I learned the benefits of this habit by experiencing the disadvantages of not practising it. It was on a holiday to New Zealand, carrying both still and video cameras, that I first noticed how weighed down by photography I could feel. Not just by carrying the weighty gear, but by the amount of attention I was giving to the process of documenting my experiences. Even when I wasn't taking photos or shooting video, I was constantly on the lookout for photo opportunities and assessing a scene for its photographic potential. There were times when this felt like a distraction from fully enjoying the scenery I had travelled so far to enjoy.
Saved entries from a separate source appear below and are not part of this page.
// Output formatting utilities

use std::io::IsTerminal;
use crate::models::{
    DashboardView, ProjectRecord, ProjectStatus, StageName, StageRef, StageStatus, SubStageName,
};
use crate::progress::ProgressWeights;
use crate::utils::date::format_timestamp;
use crate::utils::duration::{format_duration, format_duration_short};
use crate::utils::glyph::status_glyph;

// ANSI escape codes
const ANSI_BOLD: &str = "\x1b[1m";
const ANSI_RESET: &str = "\x1b[0m";
const ANSI_FG_RED: &str = "\x1b[31m";
const ANSI_FG_GREEN: &str = "\x1b[32m";
const ANSI_FG_YELLOW: &str = "\x1b[33m";
const ANSI_FG_BRIGHT_BLACK: &str = "\x1b[90m";

const BAR_WIDTH: usize = 30;
const MIN_NOTE_WIDTH: usize = 12;

/// Check if stdout is a terminal (TTY)
pub fn is_tty() -> bool {
    std::io::stdout().is_terminal()
}

/// Colors are used only on a terminal, and never when NO_COLOR is set
pub fn colors_enabled() -> bool {
    is_tty() && std::env::var_os("NO_COLOR").is_none()
}

/// Get terminal width dynamically
///
/// Uses the `terminal_size` crate, with fallback to the COLUMNS environment
/// variable and a default.
pub fn get_terminal_width() -> usize {
    if let Some((terminal_size::Width(w), _)) = terminal_size::terminal_size() {
        if w > 0 {
            return w as usize;
        }
    }

    if let Ok(cols) = std::env::var("COLUMNS") {
        if let Ok(width) = cols.parse::<usize>() {
            if width > 0 && width < 10000 {
                return width;
            }
        }
    }

    120
}

#[derive(Debug, Clone, Copy)]
pub struct DashboardOptions {
    pub width: usize,
    pub color: bool,
}

impl DashboardOptions {
    /// Options for the current stdout
    pub fn detect() -> Self {
        Self {
            width: get_terminal_width(),
            color: colors_enabled(),
        }
    }
}

fn bold(text: &str, color: bool) -> String {
    if color {
        format!("{}{}{}", ANSI_BOLD, text, ANSI_RESET)
    } else {
        text.to_string()
    }
}

fn stage_color(status: StageStatus) -> &'static str {
    match status {
        StageStatus::Completed => ANSI_FG_GREEN,
        StageStatus::Failed => ANSI_FG_RED,
        StageStatus::Running => ANSI_FG_YELLOW,
        StageStatus::Pending => ANSI_FG_BRIGHT_BLACK,
    }
}

fn project_color(status: ProjectStatus) -> &'static str {
    match status {
        ProjectStatus::Completed => ANSI_FG_GREEN,
        ProjectStatus::Failed => ANSI_FG_RED,
        ProjectStatus::Building => ANSI_FG_YELLOW,
        ProjectStatus::Pending | ProjectStatus::Paused => ANSI_FG_BRIGHT_BLACK,
    }
}

/// Pad first, then color, so escape codes do not disturb alignment
fn paint(text: &str, width: usize, ansi: &str, color: bool) -> String {
    let padded = format!("{:<width$}", text, width = width);
    if color {
        format!("{}{}{}", ansi, padded, ANSI_RESET)
    } else {
        padded
    }
}

/// Truncate by character count to avoid cutting multi-byte chars
fn truncate(text: &str, width: usize) -> String {
    if text.chars().count() <= width {
        return text.to_string();
    }
    let truncated: String = text.chars().take(width.saturating_sub(2)).collect();
    format!("{}..", truncated)
}

/// `[###########-------------------] 37.5%`
pub fn format_progress_bar(progress: f64, width: usize) -> String {
    let progress = progress.clamp(0.0, 100.0);
    let filled = ((progress / 100.0) * width as f64).round() as usize;
    let filled = filled.min(width);
    format!("[{}{}] {:.1}%", "#".repeat(filled), "-".repeat(width - filled), progress)
}

fn format_tokens(input: Option<u64>, output: Option<u64>) -> String {
    match (input, output) {
        (None, None) => String::new(),
        (input, output) => format!(
            "{}/{}",
            input.map(format_count).unwrap_or_else(|| "-".to_string()),
            output.map(format_count).unwrap_or_else(|| "-".to_string())
        ),
    }
}

/// Compact count: 950, 12.5K, 1.2M
pub fn format_count(count: u64) -> String {
    if count >= 1_000_000_000 {
        format!("{:.1}B", count as f64 / 1e9)
    } else if count >= 1_000_000 {
        format!("{:.1}M", count as f64 / 1e6)
    } else if count >= 10_000 {
        format!("{:.1}K", count as f64 / 1e3)
    } else {
        count.to_string()
    }
}

/// Full dashboard: header block, then one row per stage with sub-stages indented
pub fn format_dashboard(view: &DashboardView, options: &DashboardOptions) -> String {
    let color = options.color;
    let mut output = String::new();

    let title = match &view.name {
        Some(name) => format!("Project {}: {}", view.project_id, name),
        None => format!("Project {}", view.project_id),
    };
    output.push_str(&bold(&title, color));
    output.push('\n');
    output.push_str(&format!("Requirement: {}\n", view.requirement));
    if view.tags.is_empty() {
        output.push_str(&format!("Requester:   {}\n", view.requester));
    } else {
        output.push_str(&format!("Requester:   {}    Tags: {}\n", view.requester, view.tags.join(", ")));
    }
    let status = view.status.as_str();
    output.push_str(&format!(
        "Status:      {}\n",
        paint(status, status.len(), project_color(view.status), color)
    ));
    output.push_str(&format!(
        "Progress:    {}  ({}/{} stages)\n",
        format_progress_bar(view.progress, BAR_WIDTH),
        view.completed_stages,
        view.total_stages
    ));
    output.push_str(&format!("Created:     {}\n", format_timestamp(view.created_ts)));
    output.push_str(&format!("Updated:     {}\n", format_timestamp(view.updated_ts)));
    if let Some(completed) = view.completed_ts {
        output.push_str(&format!("Completed:   {}\n", format_timestamp(completed)));
    }

    let mut metrics = Vec::new();
    if let Some(elapsed) = view.metrics.elapsed_secs {
        metrics.push(format!("Elapsed: {}", format_duration(elapsed)));
    }
    let tokens = format_tokens(view.metrics.input_tokens, view.metrics.output_tokens);
    if !tokens.is_empty() {
        metrics.push(format!("Tokens (in/out): {}", tokens));
    }
    if let Some(calls) = view.metrics.tool_calls {
        metrics.push(format!("Tool calls: {}", calls));
    }
    if let Some(tools) = view.tool_count {
        metrics.push(format!("Tools: {}", tools));
    }
    if !metrics.is_empty() {
        output.push_str(&format!("Metrics:     {}\n", metrics.join("  ")));
    }
    if let Some(cost) = &view.metrics.cost {
        let mut line = format!("Cost:        {:.2} {}", cost.total, cost.currency);
        let parts: Vec<String> = [("input", cost.input), ("output", cost.output)]
            .iter()
            .filter_map(|(label, amount)| amount.map(|a| format!("{} {:.2}", label, a)))
            .collect();
        if !parts.is_empty() {
            line.push_str(&format!(" ({})", parts.join(", ")));
        }
        output.push_str(&line);
        output.push('\n');
    }
    if let Some(error) = &view.error {
        let line = format!("Error:       [{}] {}", error.stage, error.message);
        output.push_str(&paint(&line, 0, ANSI_FG_RED, color));
        output.push('\n');
    }
    output.push('\n');
    output.push_str(&format_stage_table(view, options));
    output
}

fn format_stage_table(view: &DashboardView, options: &DashboardOptions) -> String {
    let color = options.color;
    let name_width = view
        .stages
        .iter()
        .flat_map(|stage| {
            std::iter::once(stage.display_name.chars().count())
                .chain(stage.sub_stages.iter().map(|sub| sub.display_name.chars().count() + 2))
        })
        .max()
        .unwrap_or(5)
        .max("Stage".len());
    let status_width = "completed".len();
    let duration_width = 10;
    let tokens_width = 15;

    // glyph (2 cols) + space, then columns separated by two spaces
    let fixed = 3 + name_width + 2 + status_width + 2 + duration_width + 2 + tokens_width + 2;
    let note_width = options.width.saturating_sub(fixed).max(MIN_NOTE_WIDTH);

    let mut output = String::new();
    let header = format!(
        "   {:<name_width$}  {:<status_width$}  {:<duration_width$}  {:<tokens_width$}  {}",
        "Stage",
        "Status",
        "Duration",
        "Tokens in/out",
        "Note",
        name_width = name_width,
        status_width = status_width,
        duration_width = duration_width,
        tokens_width = tokens_width,
    );
    output.push_str(&bold(header.trim_end(), color));
    output.push('\n');

    for stage in &view.stages {
        let note = stage
            .error
            .as_deref()
            .or(stage.description.as_deref())
            .or(stage.efficiency.as_deref())
            .unwrap_or("");
        let duration = stage.duration_secs.map(format_duration_short).unwrap_or_default();
        let line = format!(
            "{} {:<name_width$}  {}  {:<duration_width$}  {:<tokens_width$}  {}",
            status_glyph(stage.status),
            stage.display_name,
            paint(stage.status.as_str(), status_width, stage_color(stage.status), color),
            duration,
            format_tokens(stage.input_tokens, stage.output_tokens),
            truncate(note, note_width),
            name_width = name_width,
            duration_width = duration_width,
            tokens_width = tokens_width,
        );
        output.push_str(line.trim_end());
        output.push('\n');

        for sub in &stage.sub_stages {
            let label = format!("  {}", sub.display_name);
            let note = if sub.artifacts.is_empty() {
                String::new()
            } else {
                sub.artifacts.join(", ")
            };
            let line = format!(
                "{} {:<name_width$}  {}  {:<duration_width$}  {:<tokens_width$}  {}",
                status_glyph(sub.status),
                label,
                paint(sub.status.as_str(), status_width, stage_color(sub.status), color),
                "",
                "",
                truncate(&note, note_width),
                name_width = name_width,
                duration_width = duration_width,
                tokens_width = tokens_width,
            );
            output.push_str(line.trim_end());
            output.push('\n');
        }
    }
    output
}

/// Pipeline stages with their weights
pub fn format_stage_list(weights: &ProgressWeights) -> String {
    let mut output = String::new();
    output.push_str(&format!("{:<3} {:<24} {:<24} {:>6}\n", "#", "Key", "Name", "Weight"));
    for stage in StageName::ALL {
        output.push_str(&format!(
            "{:<3} {:<24} {:<24} {:>6.1}\n",
            stage.order() + 1,
            stage.as_str(),
            stage.display_name(),
            weights.stage_weight(stage)
        ));
        if stage.is_compound() {
            for sub in SubStageName::ALL {
                let key = format!("{}.{}", stage.as_str(), sub.as_str());
                output.push_str(&format!(
                    "    {:<24} {:<24} {:>5.0}%\n",
                    key,
                    sub.display_name(),
                    weights.sub_stage_fraction(sub) * 100.0
                ));
            }
        }
    }
    output
}

/// One-line summary after a state change
pub fn format_transition(record: &ProjectRecord, target: &StageRef) -> String {
    let status = match target {
        StageRef::Stage(name) => record.stage(*name).map(|s| s.status),
        StageRef::SubStage(sub) => record
            .stage(StageName::Development)
            .and_then(|dev| dev.sub_stage(*sub))
            .map(|s| s.status),
    };
    let mut line = format!(
        "Stage '{}' is {} for project '{}' (progress {:.1}%)",
        target,
        status.map(|s| s.as_str()).unwrap_or("unknown"),
        record.id,
        record.progress
    );
    match record.status {
        ProjectStatus::Completed => line.push_str(&format!("\nProject '{}' completed", record.id)),
        ProjectStatus::Failed => line.push_str(&format!("\nProject '{}' failed", record.id)),
        _ => {}
    }
    line
}

#[cfg(test)]
mod tests {
    use super::*;
    use crate::models::{CostEstimate, ErrorInfo};

    fn plain() -> DashboardOptions {
        DashboardOptions { width: 100, color: false }
    }

    fn view() -> DashboardView {
        let mut record = ProjectRecord::new("p1", "Build X", "u1", vec!["demo".to_string()]);
        record.name = Some("Inventory bot".to_string());
        record.progress = 37.5;
        record.completed_stages = 3;
        DashboardView::from_record(&record)
    }

    #[test]
    fn test_progress_bar() {
        assert_eq!(format_progress_bar(0.0, 10), "[----------] 0.0%");
        assert_eq!(format_progress_bar(50.0, 10), "[#####-----] 50.0%");
        assert_eq!(format_progress_bar(100.0, 10), "[##########] 100.0%");
        assert_eq!(format_progress_bar(250.0, 4), "[####] 100.0%");
    }

    #[test]
    fn test_format_count() {
        assert_eq!(format_count(950), "950");
        assert_eq!(format_count(12_500), "12.5K");
        assert_eq!(format_count(1_234_567), "1.2M");
    }

    #[test]
    fn test_dashboard_header_and_rows() {
        let mut view = view();
        view.metrics.tool_calls = Some(87);
        view.metrics.cost = Some(CostEstimate { total: 12.34, currency: "USD".to_string(), input: Some(8.0), output: None });
        let text = format_dashboard(&view, &plain());

        assert!(text.starts_with("Project p1: Inventory bot\n"));
        assert!(text.contains("Tags: demo"));
        assert!(text.contains("37.5%  (3/6 stages)"));
        assert!(text.contains("Tool calls: 87"));
        assert!(text.contains("Cost:        12.34 USD (input 8.00)"));
        assert!(text.contains("Requirements Analysis"));
        assert!(text.contains("⬜   Tool Generation"));
        assert!(!text.contains('\x1b'));
    }

    #[test]
    fn test_dashboard_shows_error_note() {
        let mut view = view();
        view.stages[2].status = StageStatus::Failed;
        view.stages[2].error = Some("model refused".to_string());
        view.error = Some(ErrorInfo { stage: "architecture".to_string(), message: "model refused".to_string(), occurred_ts: 0 });
        let text = format_dashboard(&view, &plain());
        assert!(text.contains("Error:       [architecture] model refused"));
        assert!(text.contains("❌ System Architecture"));
    }

    #[test]
    fn test_colors_only_when_asked() {
        let colored = format_dashboard(&view(), &DashboardOptions { width: 100, color: true });
        assert!(colored.contains(ANSI_RESET));
    }

    #[test]
    fn test_truncate() {
        assert_eq!(truncate("short", 10), "short");
        assert_eq!(truncate("a much longer note", 8), "a much..");
    }

    #[test]
    fn test_stage_list() {
        let text = format_stage_list(&ProgressWeights::default());
        assert!(text.contains("development.tools"));
        assert!(text.contains("Deployment"));
        assert!(text.contains("45.0"));
        assert!(text.contains("40%"));
    }

    #[test]
    fn test_transition_line() {
        let mut record = ProjectRecord::new("p1", "Build X", "u1", vec![]);
        record.stages[3].status = StageStatus::Running;
        record.progress = 37.5;
        let line = format_transition(&record, &StageRef::Stage(StageName::Design));
        assert_eq!(line, "Stage 'design' is running for project 'p1' (progress 37.5%)");

        record.status = ProjectStatus::Completed;
        let line = format_transition(&record, &StageRef::Stage(StageName::Design));
        assert!(line.ends_with("Project 'p1' completed"));
    }
}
When skiing multiple days at one place, I resolved to take camera gear and fully document my first day at a new ski area, then leave the gear behind for subsequent days so that I could focus on skiing unencumbered. This worked very well. The video and photos I captured in one day were quite sufficient, and on the other days I was able to immerse myself more fully into what I was doing, and the beauty of where I was. The benefits of being camera-free were striking.
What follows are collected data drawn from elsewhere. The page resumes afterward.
//! Free-form progress report (`PROGRESS.md`) parser.
//!
//! Two parts are recognized, both optional:
//! - summary lines of the form `- **Label**: value`
//! - a markdown table whose header row starts with `Stage`
//!
//! Everything else is ignored. A field that is present but unreadable is
//! dropped with a warning rather than failing the whole report.

use std::sync::OnceLock;
use regex::Regex;

use crate::dashboard::ParseError;
use crate::models::{CostEstimate, RunMetrics, StageName, StageRef, StageStatus, SubStageName};
use crate::utils::duration::parse_duration;
use crate::utils::glyph::parse_status_glyph;
use crate::utils::units::{parse_money, parse_scaled_count};

/// One row of the report's stage table
#[derive(Debug, Clone, PartialEq)]
pub struct ReportStageRow {
    pub target: StageRef,
    pub status: StageStatus,
    pub duration_secs: Option<i64>,
    pub input_tokens: Option<u64>,
    pub output_tokens: Option<u64>,
    pub efficiency: Option<String>,
}

#[derive(Debug, Clone, Default, PartialEq)]
pub struct ProgressReport {
    pub metrics: RunMetrics,
    pub stages: Vec<ReportStageRow>,
}

fn summary_line() -> &'static Regex {
    static RE: OnceLock<Regex> = OnceLock::new();
    RE.get_or_init(|| {
        Regex::new(r"^\s*(?:[-*+]\s*)?\*\*(?P<label>[^*]+?)\s*:?\s*\*\*\s*:?\s*(?P<value>.*?)\s*$")
            .expect("summary pattern is valid")
    })
}

fn cost_part() -> &'static Regex {
    static RE: OnceLock<Regex> = OnceLock::new();
    RE.get_or_init(|| {
        Regex::new(r"(?i)(?P<part>input|output)\s*:\s*(?P<amount>[$€£]?\s*[\d.,]+[KMB]?)")
            .expect("cost pattern is valid")
    })
}

fn separator_cell() -> &'static Regex {
    static RE: OnceLock<Regex> = OnceLock::new();
    RE.get_or_init(|| Regex::new(r"^:?-{2,}:?$").expect("separator pattern is valid"))
}

/// Column positions taken from the table header
#[derive(Debug, Default)]
struct Columns {
    stage: usize,
    status: Option<usize>,
    duration: Option<usize>,
    input_tokens: Option<usize>,
    output_tokens: Option<usize>,
    efficiency: Option<usize>,
}

impl Columns {
    fn from_header(cells: &[String]) -> Option<Self> {
        let mut columns = Columns::default();
        let mut saw_stage = false;
        for (i, cell) in cells.iter().enumerate() {
            match cell.to_lowercase().as_str() {
                "stage" | "phase" => {
                    columns.stage = i;
                    saw_stage = true;
                }
                "status" | "state" => columns.status = Some(i),
                "duration" | "time" | "elapsed" => columns.duration = Some(i),
                "input tokens" | "input" | "tokens in" => columns.input_tokens = Some(i),
                "output tokens" | "output" | "tokens out" => columns.output_tokens = Some(i),
                "efficiency" => columns.efficiency = Some(i),
                _ => {}
            }
        }
        saw_stage.then_some(columns)
    }
}

/// Parse a progress report.
///
/// Fails only when nothing at all was recognized.
pub fn parse_report(text: &str) -> Result<ProgressReport, ParseError> {
    let mut report = ProgressReport::default();
    let mut columns: Option<Columns> = None;
    let mut recognized = false;

    for line in text.lines() {
        let trimmed = line.trim();
        if trimmed.starts_with('|') {
            let cells = split_row(trimmed);
            if cells.iter().all(|c| separator_cell().is_match(c)) {
                continue;
            }
            if let Some(header) = Columns::from_header(&cells) {
                columns = Some(header);
                recognized = true;
                continue;
            }
            if let Some(cols) = &columns {
                if let Some(row) = parse_row(cols, &cells) {
                    report.stages.push(row);
                }
            }
            continue;
        }

        columns = None;
        if let Some(caps) = summary_line().captures(trimmed) {
            recognized |= apply_summary(&mut report.metrics, &caps["label"], &caps["value"]);
        }
    }

    if !recognized {
        return Err(ParseError::NoContent("progress report"));
    }
    Ok(report)
}

fn split_row(line: &str) -> Vec<String> {
    let inner = line.trim_start_matches('|').trim_end_matches('|');
    inner.split('|').map(|cell| cell.trim().to_string()).collect()
}

/// A cell that is blank or a placeholder dash
fn is_blank(cell: &str) -> bool {
    matches!(cell, "" | "-" | "—" | "n/a" | "N/A")
}

fn cell<'a>(cells: &'a [String], index: Option<usize>) -> Option<&'a str> {
    index
        .and_then(|i| cells.get(i))
        .map(String::as_str)
        .filter(|c| !is_blank(c))
}

fn parse_row(columns: &Columns, cells: &[String]) -> Option<ReportStageRow> {
    let label = cells.get(columns.stage)?;
    let target = match StageName::from_label(label) {
        Some(stage) => StageRef::Stage(stage),
        None => match SubStageName::from_label(label) {
            Some(sub) => StageRef::SubStage(sub),
            None => {
                log::debug!("progress report: ignoring unknown stage row '{}'", label);
                return None;
            }
        },
    };

    let status = cell(cells, columns.status).map_or(StageStatus::Pending, parse_status_glyph);
    let duration_secs = cell(cells, columns.duration).and_then(|value| {
        parse_duration(value)
            .map_err(|err| log::warn!("progress report: {} duration: {}", label, err))
            .ok()
    });
    let input_tokens = cell(cells, columns.input_tokens).and_then(|value| count_field(label, "input tokens", value));
    let output_tokens = cell(cells, columns.output_tokens).and_then(|value| count_field(label, "output tokens", value));
    let efficiency = cell(cells, columns.efficiency).map(str::to_string);

    Some(ReportStageRow {
        target,
        status,
        duration_secs,
        input_tokens,
        output_tokens,
        efficiency,
    })
}

fn count_field(context: &str, field: &str, value: &str) -> Option<u64> {
    let parsed = parse_scaled_count(value);
    if parsed.is_none() {
        log::warn!("progress report: {} {}: cannot read '{}'", context, field, value);
    }
    parsed
}

/// Apply one summary line. Returns whether the label was one we know.
fn apply_summary(metrics: &mut RunMetrics, label: &str, value: &str) -> bool {
    let label = label.trim().trim_end_matches(':').to_lowercase();
    match label.as_str() {
        "elapsed" | "elapsed time" | "total time" | "duration" => {
            metrics.elapsed_secs = parse_duration(value)
                .map_err(|err| log::warn!("progress report: elapsed: {}", err))
                .ok()
                .or(metrics.elapsed_secs);
        }
        "input tokens" => metrics.input_tokens = count_field("summary", "input tokens", value).or(metrics.input_tokens),
        "output tokens" => {
            metrics.output_tokens = count_field("summary", "output tokens", value).or(metrics.output_tokens)
        }
        "tool calls" => metrics.tool_calls = count_field("summary", "tool calls", value).or(metrics.tool_calls),
        "estimated cost" | "cost" | "total cost" => match parse_cost(value) {
            Some(cost) => metrics.cost = Some(cost),
            None => log::warn!("progress report: cannot read cost '{}'", value),
        },
        _ => return false,
    }
    true
}

/// `$12.34 USD (input: $8.00, output: $4.34)`
fn parse_cost(value: &str) -> Option<CostEstimate> {
    let head = value.split('(').next().unwrap_or(value);
    let (total, currency) = parse_money(head)?;

    let mut cost = CostEstimate {
        total,
        currency,
        input: None,
        output: None,
    };
    for caps in cost_part().captures_iter(value) {
        let amount = parse_money(&caps["amount"]).map(|(amount, _)| amount);
        match caps["part"].to_lowercase().as_str() {
            "input" => cost.input = amount,
            _ => cost.output = amount,
        }
    }
    Some(cost)
}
Why? Because we see things differently when constantly alert for photo opportunities. The time spent taking photos - or contemplating the taking of photos, even subconsciously - can get in the way of fully experiencing the place or activity being photographed. Being alert for good photos does encourage observation skills, but this is mostly visual. It isn't the same as using all senses - not just vision - to soak up all aspects of the surroundings purely for enjoyment's sake.
It's possible to take camera-free too far. Once on a hiking and camping trip to the NSW Snowy Mountains I decided not to take a camera, on the grounds that I would only be visiting areas I'd been to before and photographed well already, and needed to save weight. However the march flies were unusually bad that year, so I abandoned camping and instead went driving through parts of Victoria new to me ... and I regretted not having a camera.
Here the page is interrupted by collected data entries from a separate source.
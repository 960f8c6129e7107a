use pipetrack::cli::{is_internal_error, run};

fn main() {
    // Colors are only emitted on terminals that understand them
    if enable_ansi_support::enable_ansi_support().is_err() {
        std::env::set_var("NO_COLOR", "1");
    }

    if let Err(e) = run() {
        if is_internal_error(&e) {
            eprintln!("Internal error: {}", e);
            // Show error chain if available
            let mut causes = e.chain().skip(1).peekable();
            if causes.peek().is_some() {
                eprintln!("\nCaused by:");
                for (indent, err) in causes.enumerate() {
                    eprintln!("{:indent$}  {}", "", err, indent = indent + 1);
                }
            }
            std::process::exit(2);
        } else {
            // User error
            eprintln!("Error: {}", e);
            std::process::exit(1);
        }
    }
}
Another time I left the camera at home for a trip on familiar ground, but a change of plans saw me driving Victoria's great ocean road - without a camera, and regretting it. Lesson learned: I'll never travel without a camera again.
And yet ... because I lacked a camera to record the scenery, I felt the importance of imprinting it more vividly in my memory, by spending time observing with all senses and being fully "in the moment". I may not have taken any photos of the Twelve Apostles, but I suspect I saw that great coastal landscape in more detail and with deeper appreciation than many of the multitudes who took snapshots of the view at one lookout then quickly moved on to the next. It would have been nice, though, to have struck a good balance and taken some photos as well.
On shorter trips, visiting different places every day, it makes sense to always have a camera handy so as not to miss anything. And with good digital cameras these days being so small and light, there are fewer compelling reasons not to travel with one. However, having a camera available doesn't necessarily mean it has to be in use at all times, or always in your hand while you are constantly on the alert for photo opportunities.
If you are visiting somewhere new, my suggestion is to get the photography done then put the camera away. Capture the scene through a lens, but also take the time to fully soak it up through your eyes and other senses too. If you have a few days in one place and are not seeing new sights each day, then perhaps consider a camera-free day. Even if camera-free means "camera buried at bottom of day-pack, just in case".
You may find, like me, that occasionally putting aside a "photographer's eye" view while travelling can be strangely liberating. It can leave you free to study the scenery more intensely with the naked eye, soak up the sights, sounds, smells and feelings of a place without being distracted by the process of documenting it.
Photos are great souvenirs, but so are vivid and richly-experienced memories. Don't let the former get in the way of the latter!